To be honest, I was a bit surprised when I saw this data - Xiaomi has already achieved this level in the field of speech synthesis.
OmniVoice, This is a project that Xiaomi's next-generation Kaldi team (k2-fsa) has just opened sourced. A zero sample text to speech model that supports over 600 languages and achieves state-of-the-art performance in multiple metrics. More importantly, it is completely open-source, with both the code and pre trained models available on GitHub and Hugging Face.

How strong is the accuracy of Chinese recognition?
First, let's take a look at a set of data: on the Seed TTS Chinese test set, OmniVoice's word error rate (WER) is only 0.84%.
What is the concept of this number? ElevenLabs v2 and MiniMax, mainstream commercial models, have been surpassed by it on multilingual benchmarks. The similarity (SIM-o) and WER metrics are both leading.
To be honest, ElevenLabs has always been a benchmark in the field of speech synthesis. Xiaomi's open-source project can surpass it in terms of metrics, which is indeed something.
What is the experience of being 40 times faster?
The real-time factor (RTF) of OmniVoice is as low as 0.025.Simply put, RTF=1 means that the synthesis speed is equal to real-time playback. RTF = 0.025, This means that the synthesis speed is 40 times faster than real-time.

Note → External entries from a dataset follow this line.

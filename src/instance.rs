//
// Copyright (c) The Holo Core Contributors
//
// SPDX-License-Identifier: MIT
//

use std::net::Ipv4Addr;
use std::sync::{Arc, Mutex};
use std::time::Instant;

use bytes::Bytes;
use tracing::{debug_span, info, instrument};

use crate::debug;
use crate::error::{Error, Result};
use crate::lsdb::Lsdb;
use crate::neighbor::NeighborTable;
use crate::packet::hello::Hello;
use crate::packet::lsa::{LsaRecord, LsUpdate, MAX_ENTRIES};
use crate::packet::Packet;
use crate::platform::{encapsulate, Platform};
use crate::route::RoutingTable;
use crate::spf;

/// Backbone area (§3): the only area this profile supports.
pub const AREA_BACKBONE: u32 = 0;

/// Mutable engine state guarded by the single engine-wide mutex (§3, §4.7):
/// the neighbor table, LSDB, and the per-instance LSA sequence counter.
pub struct InstanceState {
    pub sequence: u32,
    pub neighbors: NeighborTable,
    pub lsdb: Lsdb,
}

/// A running OSPF instance (§6 `init`/`destroy`).
///
/// `router_id` is set once at [`Instance::init`] and never mutated
/// afterwards, so it lives outside the lock; every other piece of engine
/// state lives in [`InstanceState`] behind a single mutex, acquired at
/// the top of every public entry point (tick, receive-hello, receive-lsu)
/// and released at return (§4.7).
pub struct Instance {
    pub router_id: u32,
    area_id: u32,
    platform: Arc<dyn Platform>,
    routing_table: Arc<dyn RoutingTable>,
    state: Mutex<InstanceState>,
}

impl Instance {
    /// Initializes a new instance (§6 `init`): the router-id is set to
    /// the IPv4 address of the first enumerated interface, and the
    /// sequence counter is seeded to 1.
    pub fn init(
        platform: Arc<dyn Platform>,
        routing_table: Arc<dyn RoutingTable>,
    ) -> Result<Arc<Instance>> {
        let interfaces = platform.interfaces();
        let first = interfaces
            .first()
            .ok_or_else(|| Error::InterfaceNotFound("<none enumerated>".to_owned()))?;
        let router_id = u32::from(first.ip);

        info!(router_id = %Ipv4Addr::from(router_id), "OSPF instance initialized");

        Ok(Arc::new(Instance {
            router_id,
            area_id: AREA_BACKBONE,
            platform,
            routing_table,
            state: Mutex::new(InstanceState {
                sequence: 1,
                neighbors: NeighborTable::new(),
                lsdb: Lsdb::new(),
            }),
        }))
    }

    /// Runs one timer tick (§4.4), in this exact order under the engine
    /// lock: emit Hellos, sweep neighbor liveness, age the LSDB,
    /// originate local LSAs, flood the LSDB, run SPF/reconcile, and
    /// finally print the routing table.
    #[instrument(skip_all, fields(router_id = %Ipv4Addr::from(self.router_id)))]
    pub fn tick(&self, now: Instant) {
        let interfaces = self.platform.interfaces();
        let mut state = self.state.lock().expect("engine lock poisoned");

        self.emit_hellos(&interfaces);
        state.neighbors.sweep(now);
        state.lsdb.age(now);
        self.originate_local_lsas(&mut state, &interfaces, now);
        self.flood(&state, &interfaces);
        spf::reconcile(
            self.router_id,
            &interfaces,
            &state.neighbors,
            &state.lsdb,
            self.routing_table.as_ref(),
            now,
        );
        debug::print_routes(self.routing_table.as_ref());
    }

    fn emit_hellos(&self, interfaces: &[crate::interface::Interface]) {
        for iface in interfaces.iter().filter(|iface| iface.status.is_up()) {
            let hello = Hello::generate(
                self.router_id,
                self.area_id,
                iface.mask,
                crate::tasks::HELLO_INTERVAL.as_secs() as u16,
                crate::neighbor::DEAD_INTERVAL.as_secs() as u32,
            );
            self.send(iface, hello.encode());
        }
    }

    /// Re-originates a fresh LSA for every up interface, each tick, with
    /// a strictly increasing sequence number — guaranteeing the
    /// instance's own LSAs always win arbitration against stale copies
    /// still circulating the network (§4.3).
    fn originate_local_lsas(
        &self,
        state: &mut InstanceState,
        interfaces: &[crate::interface::Interface],
        now: Instant,
    ) {
        for iface in interfaces.iter().filter(|iface| iface.status.is_up()) {
            let seq = state.sequence;
            state.sequence = state.sequence.wrapping_add(1);
            let lsa = LsaRecord {
                router_id: self.router_id,
                subnet: iface.subnet(),
                mask: iface.mask,
                sequence: seq,
                age: 0,
                num_links: 0,
            };
            state.lsdb.apply(&lsa, now);
        }
    }

    fn flood(&self, state: &InstanceState, interfaces: &[crate::interface::Interface]) {
        let lsas: Vec<LsaRecord> = state
            .lsdb
            .iter()
            .map(|entry| LsaRecord {
                router_id: entry.router_id,
                subnet: entry.subnet,
                mask: entry.mask,
                sequence: entry.sequence,
                age: entry.age.as_secs().min(u16::MAX as u64) as u16,
                num_links: 0,
            })
            .collect();

        for iface in interfaces.iter().filter(|iface| iface.status.is_up()) {
            for chunk in lsas.chunks(MAX_ENTRIES) {
                let lsu =
                    LsUpdate::generate(self.router_id, self.area_id, chunk.to_vec());
                self.send(iface, lsu.encode());
            }
        }
    }

    fn send(&self, iface: &crate::interface::Interface, payload: Bytes) {
        let frame = encapsulate(iface, payload);
        self.platform.send_packet(&iface.name, &frame);
    }

    /// Receive handler for Hello packets (§4.5): extracts the OSPF-header
    /// router-id and the caller-supplied IPv4 source address, then
    /// upserts the neighbor table. Malformed packets are dropped
    /// silently (§7).
    pub fn receive_hello(&self, payload: Bytes, src_addr: Ipv4Addr, iface: &str, now: Instant) {
        let span = debug_span!("receive", %iface, r#type = "hello");
        let _guard = span.enter();

        let packet = match Packet::decode(payload) {
            Ok(packet) => packet,
            Err(error) => {
                Error::from(error).log();
                return;
            }
        };
        let Packet::Hello(hello) = packet else {
            return;
        };

        let mut state = self.state.lock().expect("engine lock poisoned");
        state
            .neighbors
            .upsert_on_hello(hello.hdr.router_id, src_addr, iface, now);
    }

    /// Receive handler for LS Update packets (§4.5): applies every LSA
    /// record carried in the packet (already clamped to
    /// [`MAX_ENTRIES`] by the codec) to the LSDB. No checksum
    /// enforcement, version check, or self-origin filtering is performed
    /// on receipt — the LSDB's own sequence-number arbitration handles
    /// self-originated LSAs trivially since locally originated sequences
    /// are always higher by construction (§4.5).
    pub fn receive_lsu(&self, payload: Bytes, iface: &str, now: Instant) {
        let span = debug_span!("receive", %iface, r#type = "ls_update");
        let _guard = span.enter();

        let packet = match Packet::decode(payload) {
            Ok(packet) => packet,
            Err(error) => {
                Error::from(error).log();
                return;
            }
        };
        let Packet::LsUpdate(lsu) = packet else {
            return;
        };

        let mut state = self.state.lock().expect("engine lock poisoned");
        for lsa in &lsu.lsas {
            state.lsdb.apply(lsa, now);
        }
    }

    /// Diagnostic, non-mutating (§6).
    pub fn print_neighbors(&self) {
        let state = self.state.lock().expect("engine lock poisoned");
        debug::print_neighbors(&state.neighbors);
    }

    /// Diagnostic, non-mutating (§6).
    pub fn print_lsdb(&self) {
        let state = self.state.lock().expect("engine lock poisoned");
        debug::print_lsdb(&state.lsdb);
    }

    /// Returns whether the LSDB currently holds an entry with the given
    /// identity. Diagnostic, non-mutating; used by callers (and tests)
    /// that need to observe expiry without reaching into engine-private
    /// state.
    pub fn lsdb_contains(&self, router_id: u32, subnet: Ipv4Addr) -> bool {
        let state = self.state.lock().expect("engine lock poisoned");
        state.lsdb.find(router_id, subnet).is_some()
    }
}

That is to say, a 1-minute speech can be synthesized in just 1.5 seconds. This is of great value for scenarios that require a large amount of voice generation, such as audiobooks, voice assistants, and game dubbing.
What are the differences in technical architecture?
OmniVoice uses a discrete non autoregressive architecture with a diffusion language model style.
The core advantage of this design is that it can directly generate speech from text in one step, bypassing the traditional intermediate semantic token stage. The process has been simplified, but the quality has not been compromised.
In addition, it uses a full codebook random masking strategy combined with pre trained LLM initialization. These two technical points make training more efficient, and the output clarity and comprehensibility are also better.
3 seconds of audio can clone your voice
This is the most interesting feature I think: zero sample speech cloning.
Only 3-10 seconds of reference audio is needed to clone a high-quality sound. And it can also be customized through natural language description - gender, age, tone, accent, dialect, and even generate whisper style.
Imagine uploading a 5-second recording and telling it to 'use this voice, but younger, with a bit of southern accent', and it can generate a sound that meets the requirements. This is too playable.
Digital protection of minority and endangered languages
OmniVoice covers over 600 languages, which is its biggest highlight.
For minority and endangered languages, this technology holds significant importance. Traditional speech synthesis requires a large amount of annotated data and has extremely high costs. But OmniVoice only requires a small number of samples to generate high-quality speech.
This means that languages spoken by only a few thousand people also have the opportunity to be digitized and preserved. Not only technological breakthroughs, but also contributions to cultural preservation.
There are also some practical small functions
Support nonverbal symbols, such as [laugh] representing laughter
Support pronunciation correction: precise control of pronunciation through pinyin or phonetic symbols, especially suitable for Chinese and dialects
These detailed features make it not just 'able to speak', but also 'able to speak well' and 'accurately'.
What does open source mean?
The code and model are both on GitHub and Hugging Face, and developers can deploy them locally or integrate them into their own applications.
For the field of speech synthesis, an open-source model that reaches SOTA level will greatly lower the technical threshold. Small teams and individual developers no longer need to spend a lot of money on commercial APIs, they can deploy and use them themselves.
This may give rise to a new wave of voice applications. Audiobooks, virtual anchors, game voice acting, language learning tools... there is a lot of room for imagination.